Heartland Football Club founded as Spartans F.C., later known as Iwuanyanwu Nationale from 1985 to 2006 is a Nigerian football club based in Owerri. The team play their home games at Dan Anyiam Stadium (but currently use the new Okigwe Stadium as their temporary home ground pending renovations at the Dan Anyiam Stadium). Their local rivals are Enyimba FC and Enugu Rangers.
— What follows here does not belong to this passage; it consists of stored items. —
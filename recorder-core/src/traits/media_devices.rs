use crate::models::constraints::{DisplayConstraints, StreamConstraints};
use crate::models::device::DeviceDescriptor;
use crate::models::error::RecorderError;
use crate::models::media::{LiveStream, MediaSupport};
use crate::traits::recorder_backend::RecorderBackend;

/// Platform media primitives: enumeration, capture, recording, playback
/// routing.
///
/// Implemented by:
/// - `VirtualPlatform` (recorder-virtual)
///
/// Calls that may show a permission prompt block until the user answers.
pub trait MediaDevices: Send + Sync {
    /// Snapshot of every input and output device, in platform order.
    fn enumerate_devices(&self) -> Result<Vec<DeviceDescriptor>, RecorderError>;

    /// Open a camera/microphone stream matching `constraints`.
    fn get_user_media(&self, constraints: &StreamConstraints) -> Result<LiveStream, RecorderError>;

    /// Open a screen capture stream.
    fn get_display_media(
        &self,
        constraints: &DisplayConstraints,
    ) -> Result<LiveStream, RecorderError>;

    /// Whether the platform recorder can produce `mime_type`.
    fn is_type_supported(&self, mime_type: &str) -> bool;

    /// Create a platform recorder over `stream` producing `mime_type`.
    ///
    /// Callers negotiate `mime_type` with `is_type_supported` first.
    fn create_recorder(
        &self,
        stream: &LiveStream,
        mime_type: &str,
    ) -> Result<Box<dyn RecorderBackend>, RecorderError>;

    /// Route preview playback to an output device.
    fn set_audio_output(&self, device_id: &str) -> Result<(), RecorderError>;

    fn support(&self) -> MediaSupport;
}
They reached the finals of the 1988 African Cup of Champions Clubs and 2009 CAF Champions League, the premier African continental club tournament, and won four straight Nigerian league titles from 1987 to 1990.

Until their 18th place showing and relegation in 2016, they were one of two teams in the top flight that had never been relegated. In October 2017, Heartland won the Nigeria National League Southern Conference to gain promotion back up to the top flight.

History
The club were founded as Spartans FC in 1976. Their first international match was a friendly played against Ararat Yerevan of the USSR which Spartans won 2–0 at the Township Stadium, Tetlow Road, Owerri, in August 1976. Spartans FC were supported by the Imo State government, which itself had been founded in 1976, and had the support of the state administration, including the state military. Spartans FC played matches at the Old Owerri Stadium.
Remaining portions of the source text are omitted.